At an exposition recently held at Intel's Cairo office, eight Egyptian student winners of the Intel Science Competition, between the ages of 14 and 18, displayed their innovations. These winning projects will go on to compete at the regional level: the 2013 Intel Science Competition for the Arab World, taking place at the end of October. The regional competition will host 110 entrepreneurs from all over the Arab world, competing for a total prize sum of $170,000 USD.
The Middle East has witnessed a rise in science-focused competitions targeting school and college students over the past few years. The Google Science Fair and the UAE-based Think Science Competition are only two examples of the several science-focused competitions currently sponsored by social change organizations in the region.
The qualifying projects in Egypt cover a diverse range of topics not limited to technology, but also focused on electric power.
Mohammed and Tasneem Moustafa Moawad worked on a project to examine whether or not distilled water will react with plastic containers. The project reveals the importance of using silicon as an insulating material to stop harmful reactions between water and plastic containers, preserving water in a healthy state.

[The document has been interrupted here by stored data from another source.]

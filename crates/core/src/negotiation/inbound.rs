use super::{Negotiator, SINK_METHODS};
use crate::dispatcher::Command;
use crate::error::Result;
use crate::protocol::{Method, RtspMessage, RtspRequest, RtspResponse, WFD_TAG};
use crate::sink::SinkEvent;
use crate::wfd::formats::{select_audio, select_video};
use crate::wfd::{CONTENT_TYPE, ClientRtpPorts, I2c, TriggerMethod, WfdMessage};

impl Negotiator {
    /// Answer one request from the source (M1, M3, M4, M5, M16).
    ///
    /// A trigger is acted on only after its 200 OK went out.
    pub(super) fn handle_request(&mut self, request: RtspRequest) -> Result<()> {
        let Some(cseq) = request.get_header("CSeq").map(str::to_string) else {
            tracing::warn!(method = %request.method, "request without CSeq");
            return self.reply(RtspResponse::bad_request(), "0");
        };

        if let Some(tag) = request
            .get_header("Require")
            .filter(|tag| !tag.split(',').all(|t| t.trim() == WFD_TAG))
        {
            tracing::warn!(require = tag, "unsupported Require tag");
            let response = RtspResponse::option_not_supported().add_header("Unsupported", tag);
            return self.reply(response, &cseq);
        }

        let answered = match request.method_kind() {
            Some(Method::Options) => Ok((self.answer_options(), None)),
            Some(Method::GetParameter) => self.answer_get_parameter(&request).map(|r| (r, None)),
            Some(Method::SetParameter) => Ok(self.apply_set_parameter(&request)),
            Some(method) => {
                tracing::warn!(method = method.as_str(), "method not allowed on the sink");
                let response = RtspResponse::new(405, "Method Not Allowed")
                    .add_header("Allow", &SINK_METHODS.to_header_value(false));
                Ok((response, None))
            }
            None => {
                tracing::warn!(method = %request.method, "unknown RTSP method");
                Ok((RtspResponse::not_implemented(), None))
            }
        };

        match answered {
            Ok((response, trigger)) => {
                self.reply(response, &cseq)?;
                if let Some(trigger) = trigger {
                    self.dispatch_trigger(trigger);
                }
                Ok(())
            }
            Err(e) => {
                // The source still gets an answer before the error surfaces.
                self.reply(RtspResponse::internal_error(), &cseq)?;
                Err(e)
            }
        }
    }

    fn reply(&mut self, response: RtspResponse, cseq: &str) -> Result<()> {
        let response = response
            .add_header("CSeq", cseq)
            .add_header("Server", &self.config.user_agent);
        self.transport
            .send(&RtspMessage::Response(response), self.config.io_timeout)
    }

    fn answer_options(&self) -> RtspResponse {
        tracing::debug!("OPTIONS from source");
        RtspResponse::ok().add_header("Public", &SINK_METHODS.to_header_value(true))
    }

    /// M3 capability query, or M16 keep-alive when the body is empty.
    fn answer_get_parameter(&mut self, request: &RtspRequest) -> Result<RtspResponse> {
        if request.body.trim().is_empty() {
            tracing::trace!("keep-alive");
            let grace = self.config.keepalive_grace;
            self.shared.with_session(|s| s.touch_keepalive(grace));
            return Ok(RtspResponse::ok());
        }

        let query = WfdMessage::parse(request.body.as_bytes());
        tracing::debug!(params = ?query.parameter_names(), "capability query");

        let config = &self.config;
        let mut reply = WfdMessage::new();
        if query.audio_codecs.is_some() {
            reply.audio_codecs = Some(config.audio_codecs.clone());
        }
        if query.video_formats.is_some() {
            reply.video_formats = Some(config.video_formats.clone());
        }
        if query.video_3d_formats.is_some() {
            reply.video_3d_formats = Some(config.video_3d_formats.clone());
        }
        if query.content_protection.is_some() {
            reply.content_protection = Some(config.content_protection());
        }
        if query.display_edid.is_some() {
            reply.display_edid = Some(config.edid.clone().unwrap_or_default());
        }
        if query.coupled_sink.is_some() {
            reply.coupled_sink = Some(config.coupled_sink);
        }
        if query.i2c.is_some() {
            reply.i2c = Some(I2c::default());
        }
        if query.standby_resume_capability.is_some() {
            reply.standby_resume_capability = Some(config.standby_resume_capability());
        }
        if query.connector_type.is_some() {
            reply.connector_type = Some(config.connector());
        }
        if query.preferred_display_mode.is_some() {
            reply.preferred_display_mode = Some(Default::default());
        }
        if query.client_rtp_ports.is_some() {
            let (rtp_port, _) = self.local_ports()?;
            reply.client_rtp_ports = Some(ClientRtpPorts::udp(rtp_port, 0));
        }

        Ok(RtspResponse::ok().with_body(CONTENT_TYPE, reply.serialize()))
    }

    /// M4 and M5. Returns the response and the trigger to act on once it
    /// was sent.
    fn apply_set_parameter(&mut self, request: &RtspRequest) -> (RtspResponse, Option<TriggerMethod>) {
        let msg = WfdMessage::parse(request.body.as_bytes());
        tracing::debug!(params = ?msg.parameter_names(), "parameters from source");

        let audio = msg.audio_codecs.as_ref().and_then(select_audio);
        let video = msg.video_formats.as_ref().and_then(select_video);
        if msg.audio_codecs.is_some() && audio.is_none() {
            tracing::warn!("no usable audio codec offered");
        }
        if msg.video_formats.is_some() && video.is_none() {
            tracing::warn!("no usable video format offered");
        }

        let updated = self.shared.with_session(|s| {
            s.merge_peer_params(&msg);
            if let Some(url) = msg.presentation_url.as_ref().and_then(|u| u.url0.clone()) {
                s.control_url = Some(url);
            }
            if let Some(ports) = &msg.client_rtp_ports {
                s.client_ports = Some(ports.clone());
            }
            if let Some(route) = msg.route {
                s.route = Some(route);
            }
            if msg.standby {
                s.standby = true;
            }
            if audio.is_some() {
                s.stream_info.audio = audio;
            }
            if video.is_some() {
                s.stream_info.video = video;
            }
            (audio.is_some() || video.is_some()).then_some(s.stream_info)
        });

        if let Some(info) = updated {
            tracing::info!(audio = ?info.audio, video = ?info.video, "stream info updated");
            self.sink.stream_info_updated(&info);
        }
        if let Some(timing) = &msg.av_format_change_timing {
            tracing::debug!(pts = timing.pts, dts = timing.dts, "A/V format change");
            self.sink.push_event(SinkEvent::FlushStart);
            self.sink.av_format_changing(timing);
            self.sink.push_event(SinkEvent::FlushStop);
        }
        if msg.standby {
            tracing::info!("source entered standby");
        }

        (RtspResponse::ok(), msg.trigger_method)
    }

    fn dispatch_trigger(&mut self, trigger: TriggerMethod) {
        tracing::debug!(trigger = trigger.as_str(), "trigger from source");
        let command = match trigger {
            TriggerMethod::Setup if self.in_open => {
                self.setup_requested = true;
                return;
            }
            TriggerMethod::Setup => Command::Setup,
            TriggerMethod::Play => Command::Play,
            TriggerMethod::Pause => Command::Pause,
            TriggerMethod::Teardown => Command::Close,
        };
        self.shared.enqueue(command);
    }
}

Another student, Mayar Tharwat Mohammed, studied the use of computer mouse to control a wheelchair. Her project uses an accelerometer, fixed to a person's upper body, to control the computer mouse pointer, which is then used to move the wheelchair. The project also employs an air-controlled key, which is operated by blowing air into it, instead of a mouse click button.
Nada Yousef Mahmoud worked on doubling the capacity of solar cells, using a layer of sapphire to modify the cells.
In a trial to help paralyzed patients, Moustafa Ali and Marwan Mahmoud’s project would allow people move objects through mental power, using bio-electric devices, without any adverse effects on the patient's brain.